Wer wirklich gecancelt werden soll
Und hier liegt auch so ein wenig der Hase im Pfeffer. Gerade Robert Habeck, und darauf kann man nicht oft genug hinweisen, hat letztes Jahr mehr als deutlich betont, dass Antisemitismus ein Abschiebegrund sei. Ironisch, dass sich ausgerechnet seine grüne Parteikollegin und feministische Außenministerin Baerbock mutmaßlich mit sogenannten „Gegnern Israels“ getroffen haben soll.
An Universitäten und auf den Straßen toben sich zudem seit einem Jahr Antisemiten noch und nöcher auf, allerdings wurde von denen auch noch keiner „gecancelt“, abgeschoben oder von der Uni verwiesen. Um von einer Uni zu fliegen, müsste man ja mindestens auf Sylt im volltrunkenen Zustand ein ziemlich dummes Liedchen trällern. Aber nein, die Antisemiten an Deutschlands Unis oder auf Deutschlands Straßen sind stocknüchtern. Religionsbedingt, versteht sich.
Wer zuletzt lacht
Man wird also das Gefühl nicht los, dass es bei der „Cancel Culture“ weniger um das angesprochene stärkere „Bewusstsein“ in der Bevölkerung geht sondern mehr darum, unliebsame Meinungen oder Personen mundtot zu machen. So arbeitet man sich weiterhin fleißig an Thomas Gottschalk ab, während in Amsterdam im Rahmen eines Fußballspieles Israelis durch die Stadt gehetzt werden. Wer dafür verantwortlich ist, können Sie sich jetzt an einer Hand abzählen. Ein kleiner Tipp: Thomas Gottschalk oder die Gruppe Frei.Wild waren nicht dabei.

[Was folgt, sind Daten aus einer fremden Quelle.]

//! Sequential composition of the scoring stages.
//!
//! Each stage is a pure function; this module only threads one stage's
//! output into the next and applies the hard stop on blocking validation
//! errors. The resulting [`RoadmapPlan`] carries no timestamps, so the same
//! document and configuration always serialize to the same bytes.

use crate::classifier::{self, DomainDistribution};
use crate::complexity::{self, ComplexityInputs, ComplexityScore};
use crate::config::PipelineConfig;
use crate::error::{Result, RoadmapError};
use crate::extract::{self, Extraction, SpecReport};
use crate::milestone::{self, MilestonePlan};
use crate::persona::{self, PersonaAssignment};
use crate::template::{self, PathProbe, TemplateSelection};
use serde::{Deserialize, Serialize};
use std::path::PathBuf;

/// Caller-supplied measurements the document itself does not carry.
#[derive(Debug, Clone, Default, PartialEq, Eq, Serialize, Deserialize)]
pub struct PipelineInputs {
    /// Project root that template locations are resolved against.
    #[serde(default)]
    pub root: PathBuf,
    /// Overrides `defaults.risk_severity`.
    #[serde(default)]
    pub risk_severity: Option<String>,
    /// Overrides `defaults.scope_size`.
    #[serde(default)]
    pub scope_size: Option<String>,
    /// Overrides the number of dependency items found in the document.
    #[serde(default)]
    pub dependency_depth: Option<u32>,
}

#[derive(Debug, Clone, PartialEq, Serialize, Deserialize)]
pub struct RoadmapPlan {
    pub title: String,
    /// Non-blocking findings from the validation policy.
    pub report: SpecReport,
    pub extraction: Extraction,
    pub domains: DomainDistribution,
    pub domain_spread: u32,
    pub complexity_inputs: ComplexityInputs,
    pub complexity: ComplexityScore,
    pub personas: PersonaAssignment,
    pub template: TemplateSelection,
    pub milestones: MilestonePlan,
}

fn saturating_u32(n: usize) -> u32 {
    u32::try_from(n).unwrap_or(u32::MAX)
}

/// Run every stage over `spec_text`.
///
/// Returns `Err` only for blocking validation errors (empty document, no
/// requirements). Warnings travel in `RoadmapPlan::report`.
pub fn analyze(
    spec_text: &str,
    fallback_title: &str,
    inputs: &PipelineInputs,
    config: &PipelineConfig,
    probe: &dyn PathProbe,
) -> Result<RoadmapPlan> {
    let report = extract::validate_spec(spec_text);
    if let Some(err) = report.blocking_error() {
        tracing::warn!(error = %err, "specification failed validation");
        return Err(err);
    }
    for issue in &report.issues {
        tracing::warn!(kind = ?issue.kind, "{}", issue.message);
    }

    let extraction = extract::extract(spec_text, fallback_title);
    tracing::info!(
        title = %extraction.title,
        requirements = extraction.requirement_count(),
        dependencies = extraction.dependencies.len(),
        "extracted specification"
    );
    // A requirements heading passes validation, but complexity needs a count.
    if extraction.requirement_count() == 0 {
        tracing::warn!("no FR or NFR lines extracted");
        return Err(RoadmapError::NoRequirementsFound);
    }

    let domains = classifier::classify(spec_text, &config.domains);
    let domain_spread = domains.spread(config.classifier.materiality_threshold);

    let complexity_inputs = ComplexityInputs {
        requirement_count: saturating_u32(extraction.requirement_count()),
        dependency_depth: inputs
            .dependency_depth
            .unwrap_or_else(|| saturating_u32(extraction.dependencies.len())),
        domain_spread,
        risk_severity: inputs
            .risk_severity
            .clone()
            .unwrap_or_else(|| config.defaults.risk_severity.clone()),
        scope_size: inputs
            .scope_size
            .clone()
            .unwrap_or_else(|| config.defaults.scope_size.clone()),
    };
    let complexity = complexity::score_complexity(&complexity_inputs, &config.complexity);

    let personas = persona::select_personas(&domains, &config.domains, &config.personas);
    let template = template::select_template(
        &inputs.root,
        &domains,
        &config.domains,
        &config.templates,
        probe,
    );
    let milestones = milestone::plan_milestones(
        complexity.tier,
        &domains,
        &config.domains,
        &config.milestones,
    );

    tracing::info!(
        score = complexity.score,
        tier = %complexity.tier,
        persona = %personas.primary,
        template = %template.template_type,
        "analysis complete"
    );

    Ok(RoadmapPlan {
        title: extraction.title.clone(),
        report,
        extraction,
        domains,
        domain_spread,
        complexity_inputs,
        complexity,
        personas,
        template,
        milestones,
    })
}

// ---------------------------------------------------------------------------
// Tests
// ---------------------------------------------------------------------------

Genau diese Doppelmoral macht die „Cancel Culture“ auch so durchschaubar. Es geht vordergründig um eine vermeintlich gute Sache und das wohlig warme Gefühl, auf der richtigen Seite zu stehen. Aber, es werden natürlich nur Leute ins Visier genommen, deren Meinung man nicht teilt und, ganz wichtig, von denen man auch nichts zu befürchten hat. Das Ganze ist dann natürlich gepaart mit der obligatorischen Moralkeule und dem latenten Bedürfnis, die Leute zu erziehen und zu bevormunden.
Wie nun die Menschen meistens darauf reagieren, kann man an der Band Frei.Wild sehen. Diese hat 2016 doch noch ihren Echo erhalten. „Schuld“ daran waren die Fans, die sich nach dem Vorfall 2013 noch stärker mit der Band identifiziert und die Platten gekauft haben. Ähnlich, wie bei den Böhsen Onkelz in den 90er Jahren. Qualität setzt sich am Ende eben meistens doch durch, ganz unabhängig von selbsternannten Sitten- und Moralwächtern.